De conséquentes années d'études ne garantissent pas une pratique respectueuse et bienveillante. C'est d'ailleurs une critique que l'on peut porter au corps médical dans son ensemble sur certains points : les médecins ne sont pas formés à rencontrer des patient-e-s traumatisé-e-s, à respecter le consentement de leurs patient-e-s (en 2015 on apprenait que des étudiant-e-s sont
encouragé-e-s à faire des touchers vaginaux/rectaux sur des patient-e-s endormi-e-s à qui on n'a rien demandé !). Pour certaines pathologies rares et chroniques le délai entre les premiers symptômes et le diagnostic est souvent extrêmement long. Bref.

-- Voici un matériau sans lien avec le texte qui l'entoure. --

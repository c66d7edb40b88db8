// Copyright (c) 2025 Fabstir
// SPDX-License-Identifier: BUSL-1.1
use anyhow::Result;
use clap::Args;
use indicatif::{MultiProgress, ProgressBar, ProgressStyle};
use std::collections::HashMap;
use std::sync::{Arc, Mutex};
use std::time::Instant;

use crate::config::RagConfig;
use crate::embeddings::EmbeddingEngine;
use crate::models::{LoadProgress, LoadStage, ProgressCallback};
use crate::rerank::Reranker;

/// Arguments for the warmup command
#[derive(Args, Debug)]
pub struct WarmupArgs {
    /// Only load the embedding model
    #[arg(long)]
    pub skip_reranker: bool,
}

/// One progress bar per model, created on its first milestone
struct LoadBars {
    multi: MultiProgress,
    style: ProgressStyle,
    bars: Mutex<HashMap<String, ProgressBar>>,
}

impl LoadBars {
    fn new() -> Result<Self> {
        let style = ProgressStyle::default_bar()
            .template("{spinner:.cyan} {prefix:40} [{bar:30.cyan/blue}] {pos}% | {msg}")?
            .progress_chars("=>-");
        Ok(Self {
            multi: MultiProgress::new(),
            style,
            bars: Mutex::new(HashMap::new()),
        })
    }

    fn update(&self, progress: &LoadProgress) {
        let Ok(mut bars) = self.bars.lock() else {
            return;
        };
        let bar = bars.entry(progress.model_name.clone()).or_insert_with(|| {
            let bar = self.multi.add(ProgressBar::new(100));
            bar.set_style(self.style.clone());
            bar.set_prefix(progress.model_name.clone());
            bar
        });

        bar.set_position((progress.fraction * 100.0).round() as u64);
        bar.set_message(progress.stage.to_string());
        match progress.stage {
            LoadStage::Ready => bar.finish_with_message("ready"),
            LoadStage::Failed => bar.abandon_with_message("failed"),
            _ => {}
        }
    }
}

/// Load both models so the first query does not pay for it
pub async fn run_warmup(args: WarmupArgs, config: RagConfig) -> Result<()> {
    let bars = Arc::new(LoadBars::new()?);
    let callback: ProgressCallback = {
        let bars = bars.clone();
        Arc::new(move |progress: &LoadProgress| bars.update(progress))
    };

    let start = Instant::now();
    let embedder = EmbeddingEngine::onnx(config.embedding.clone(), Some(callback.clone()));
    embedder.ensure_loaded().await?;
    println!(
        "✅ Embedding model {} ready ({} dims)",
        embedder.model_name(),
        embedder.dimension()
    );

    if args.skip_reranker || !config.reranker.enabled {
        println!("⏭️  Reranker skipped");
    } else {
        let reranker = Reranker::onnx(&config.reranker, Some(callback));
        reranker.ensure_loaded().await?;
        let path = reranker
            .execution_path()
            .await
            .map(|p| p.to_string())
            .unwrap_or_else(|| "unknown".to_string());
        println!("✅ Reranker {} ready on {}", reranker.model_name(), path);
    }

    println!("Warmup finished in {:.1}s", start.elapsed().as_secs_f64());
    Ok(())
}
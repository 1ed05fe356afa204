//! The color table value object.
//!
//! A [`ColorTable`] is an ordered list of RGB or RGBA entries with a name.
//! It behaves like an immutable sequence: every operation (slice, concat,
//! repeat, interpolate, reverse, ...) returns a new table and leaves the
//! receiver untouched.

use ndarray::{Array2, ArrayView2};
use serde::Serialize;
use std::fmt;
use std::ops::{Add, Index, Mul};

use super::colormap::{to_pixel, Colormap};
use super::segment::{Anchor, SegmentedColormap};
use super::slice::Slice;
use super::{Channels, Color};
use crate::error::{CmapsError, Result};
use crate::interpolation::{common, Interpolator, LinearInterpolator, NearestInterpolator};

/// A named, immutable table of colors.
#[derive(Debug, Clone, PartialEq, Serialize)]
pub struct ColorTable {
    name: String,
    channels: Channels,
    #[serde(rename = "colors")]
    entries: Vec<Color>,
}

impl ColorTable {
    /// Create a table from a list of entries.
    ///
    /// Fails with [`CmapsError::InvalidTable`] when `entries` is empty, when
    /// entries mix RGB and RGBA, or when a channel lies outside [0, 1].
    pub fn from_entries(entries: Vec<Color>, name: impl Into<String>) -> Result<Self> {
        let first = entries
            .first()
            .ok_or_else(|| CmapsError::invalid_table("a color table needs at least one entry"))?;
        let channels = first.channels();

        for (i, entry) in entries.iter().enumerate() {
            if entry.channels() != channels {
                return Err(CmapsError::invalid_table(format!(
                    "entry {} is {} but the table is {}",
                    i,
                    entry.channels(),
                    channels
                )));
            }
            if !entry.is_normalized() {
                return Err(CmapsError::invalid_table(format!(
                    "entry {} has channels outside [0, 1]: {}",
                    i, entry
                )));
            }
        }

        Ok(Self {
            name: name.into(),
            channels,
            entries,
        })
    }

    /// Create a table from a 2-D array with one row per entry and 3 or 4
    /// columns.
    pub fn from_array(colors: ArrayView2<f32>, name: impl Into<String>) -> Result<Self> {
        let entries = colors
            .rows()
            .into_iter()
            .map(|row| Color::from_slice(&row.to_vec()))
            .collect::<Result<Vec<_>>>()?;
        Self::from_entries(entries, name)
    }

    /// A table sharing this table's channel layout. Entries are taken from
    /// `self`, so they are already validated.
    fn derived(&self, name: String, entries: Vec<Color>) -> Self {
        Self {
            name,
            channels: self.channels,
            entries,
        }
    }

    pub fn name(&self) -> &str {
        &self.name
    }

    /// Return the same table under another name
    pub fn with_name(mut self, name: impl Into<String>) -> Self {
        self.name = name.into();
        self
    }

    pub fn channels(&self) -> Channels {
        self.channels
    }

    /// Number of entries (the LUT size)
    pub fn len(&self) -> usize {
        self.entries.len()
    }

    /// Only slices that select nothing produce an empty table.
    pub fn is_empty(&self) -> bool {
        self.entries.is_empty()
    }

    pub fn entries(&self) -> &[Color] {
        &self.entries
    }

    pub fn iter(&self) -> std::slice::Iter<'_, Color> {
        self.entries.iter()
    }

    /// Get a single entry. Negative indices count from the end.
    pub fn get(&self, index: isize) -> Result<Color> {
        let len = self.entries.len();
        let normalized = if index < 0 {
            index + len as isize
        } else {
            index
        };
        if normalized < 0 || normalized >= len as isize {
            return Err(CmapsError::IndexOutOfBounds { index, len });
        }
        Ok(self.entries[normalized as usize])
    }

    /// Select entries with sequence slice semantics.
    ///
    /// ```
    /// use cmaps::{Color, ColorTable, Slice};
    ///
    /// let gray = |v: f32| Color::Rgb([v, v, v]);
    /// let table = ColorTable::from_entries((0..5).map(|i| gray(i as f32 / 4.0)).collect(), "g")?;
    ///
    /// assert_eq!(table.slice(1..-1)?.len(), 3);
    /// assert_eq!(table.slice(Slice::new(None, None, -2))?.get(0)?, gray(1.0));
    /// # Ok::<(), cmaps::CmapsError>(())
    /// ```
    pub fn slice(&self, slice: impl Into<Slice>) -> Result<Self> {
        let entries = slice
            .into()
            .indices(self.entries.len())?
            .map(|i| self.entries[i])
            .collect();
        Ok(self.derived(format!("{}_slice", self.name), entries))
    }

    /// Append `other`'s entries after this table's entries.
    pub fn concat(&self, other: &ColorTable) -> Result<Self> {
        if self.channels != other.channels {
            return Err(CmapsError::IncompatibleTable {
                left: self.channels.to_string(),
                right: other.channels.to_string(),
            });
        }
        let mut entries = Vec::with_capacity(self.len() + other.len());
        entries.extend_from_slice(&self.entries);
        entries.extend_from_slice(&other.entries);
        Ok(self.derived(format!("{}_{}", self.name, other.name), entries))
    }

    /// Tile the whole table `n` times.
    pub fn repeat(&self, n: usize) -> Result<Self> {
        self.check_repeat_count(n)?;
        Ok(self.derived(
            format!("{}_rep({})", self.name, n),
            self.entries.repeat(n),
        ))
    }

    /// Repeat every entry `n` times in place: `[a, b]` becomes `[a, a, b, b]`
    /// for `n = 2`.
    pub fn repeat_each(&self, n: usize) -> Result<Self> {
        self.check_repeat_count(n)?;
        let entries = self
            .entries
            .iter()
            .flat_map(|c| std::iter::repeat(*c).take(n))
            .collect();
        Ok(self.derived(format!("{}_rep({})", self.name, n), entries))
    }

    /// `n` must be at least 1 and the repeated table must fit in memory
    fn check_repeat_count(&self, n: usize) -> Result<()> {
        if n < 1 {
            return Err(CmapsError::invalid_argument(
                "n",
                "repeat count must be at least 1",
            ));
        }
        let max_len = isize::MAX as usize / std::mem::size_of::<Color>();
        match self.len().checked_mul(n) {
            Some(total) if total <= max_len => Ok(()),
            _ => Err(CmapsError::invalid_argument(
                "n",
                format!("repeating {} entries {} times overflows", self.len(), n),
            )),
        }
    }

    /// Resample to `target_length` entries by piecewise-linear blending of
    /// the existing entries, treated as evenly spaced control points.
    pub fn interpolate(&self, target_length: usize) -> Result<Self> {
        if target_length < 2 {
            return Err(CmapsError::invalid_argument(
                "target_length",
                format!("must be at least 2, got {}", target_length),
            ));
        }
        let table = self.resample_with(&LinearInterpolator, target_length)?;
        Ok(table.with_name(format!("interp_{}", self.name)))
    }

    /// Resample to `lutsize` entries by listed lookup. Unlike
    /// [`interpolate`](Self::interpolate), every output is an existing entry.
    pub fn resampled(&self, lutsize: usize) -> Result<Self> {
        self.resample_with(&NearestInterpolator, lutsize)
    }

    /// Resample to `n` entries with any interpolator, keeping the name.
    pub fn resample_with(&self, interpolator: &dyn Interpolator, n: usize) -> Result<Self> {
        if n < 1 {
            return Err(CmapsError::invalid_argument("lutsize", "must be at least 1"));
        }
        let entries = interpolator.resample(&self.entries, n)?;
        Ok(self.derived(self.name.clone(), entries))
    }

    /// Package `n` evenly spaced, linearly interpolated anchors into a
    /// segmented colormap.
    pub fn to_segment(&self, n: usize) -> Result<SegmentedColormap> {
        let resampled = self.interpolate(n)?;
        let anchors = resampled
            .entries
            .into_iter()
            .enumerate()
            .map(|(i, color)| Anchor {
                position: common::unit_position(i, n) as f32,
                color,
            })
            .collect();
        SegmentedColormap::new(format!("seg_{}", self.name), anchors, n)
    }

    /// Entries as plain channel lists
    pub fn to_list(&self) -> Vec<Vec<f32>> {
        self.entries.iter().map(|c| c.as_slice().to_vec()).collect()
    }

    /// Entries as a `(len, channels)` array
    pub fn to_numpy(&self) -> Array2<f32> {
        let shape = (self.entries.len(), self.channels.count());
        Array2::from_shape_fn(shape, |(i, j)| self.entries[i].as_slice()[j])
    }

    /// Entries in reverse order, named `{name}_r`.
    pub fn reverse(&self) -> Self {
        let entries = self.entries.iter().rev().copied().collect();
        self.derived(format!("{}_r", self.name), entries)
    }
}

impl Colormap for ColorTable {
    fn map_normalized(&self, value: f32) -> [u8; 4] {
        if value.is_nan() || self.entries.is_empty() {
            return to_pixel(None);
        }
        let idx = NearestInterpolator::lookup_index(value as f64, self.entries.len());
        to_pixel(Some(self.entries[idx]))
    }

    fn name(&self) -> &str {
        &self.name
    }
}

impl Index<usize> for ColorTable {
    type Output = Color;

    fn index(&self, index: usize) -> &Color {
        &self.entries[index]
    }
}

impl Add<&ColorTable> for &ColorTable {
    type Output = Result<ColorTable>;

    fn add(self, other: &ColorTable) -> Result<ColorTable> {
        self.concat(other)
    }
}

impl Mul<usize> for &ColorTable {
    type Output = Result<ColorTable>;

    fn mul(self, n: usize) -> Result<ColorTable> {
        self.repeat(n)
    }
}

impl<'a> IntoIterator for &'a ColorTable {
    type Item = &'a Color;
    type IntoIter = std::slice::Iter<'a, Color>;

    fn into_iter(self) -> Self::IntoIter {
        self.entries.iter()
    }
}

impl fmt::Display for ColorTable {
    fn fmt(&self, f: &mut fmt::Formatter<'_>) -> fmt::Result {
        writeln!(f, "{} ({} x {})", self.name, self.entries.len(), self.channels)?;
        for entry in &self.entries {
            writeln!(f, "{}", entry)?;
        }
        Ok(())
    }
}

Le problème n'est pas exclusif à la psychiatrie mais il est particulièrement criant en psychiatrie.
Je sais que c'est rassurant de se dire "les choses progressent, ce n'est pas parfait mais c'est pas si mal, les gens qui râlent ne veulent pas voir le positif", mais là ce n'est pas un constat réaliste quant à la psychiatrie française. La situation est absolument désastreuse. Si on a de la chance on tombe sur quelqu'un qui ne fait pas plus de mal que de bien et qui pourrait même aider. Mais on peut tout aussi bien se retrouver privé de libertés élémentaires pour le motif qu'on avait la mauvaise tête et qu'on avait tenté de mettre fin à ses jours dans un moment de grand désespoir. Le système permet un déséquilibre de pouvoir beaucoup trop grand pour que les résultats soient corrects : un-e patient-e a très très très peu de recours face à un-e psychiatre maltraitant.
En fait le problème n'est pas seulement de savoir si les psychiatres ont bien les infos, le savoir-faire pour traiter correctement les patient-e-s : le simple fait qu'iels puissent ne pas le faire en relative impunité est une grande partie du problème également.
Cet article sur la psychiatrisation et l'autorité des psychiatres est intéressant :
http://biaise.net/blog/2015/07/22/le-do ... e-reponse/
Cet autre article est un témoignage de comment les choses peuvent se passer en HP :
http://biaise.net/blog/2015/05/01/hopit ... /#more-571
Un autre témoignage de maltraitance en HP :
https://presque-par-accident.blogspot.f ... -soin.html
Et voici quelques articles de presse qui parlent de ça ;
Sur la surpopulation et la maltraitance :
https://www.20minutes.fr/sante/2181339- ... xie-siecle
Sur l'atteinte portée aux libertés des patients :
https://www.la-croix.com/Les-hopitaux-p ... 1100747468
Sur l'interdiction des rapports sexuels en HP (ça corrobore des témoignages que j'ai entendus IRL sur le sujet)
https://www.lemonde.fr/societe/article/ ... _3224.html
Pour aller plus loin sur l'histoire de la psychiatrie et des mouvements antipsychiatriques, le livre "Les antipsychiatries : une histoire" de Jacques Hochmann est pas mal du tout (il dit des conneries sur l'autisme à la fin, mais sinon j'ai trouvé l'ouvrage sérieux et intéressant).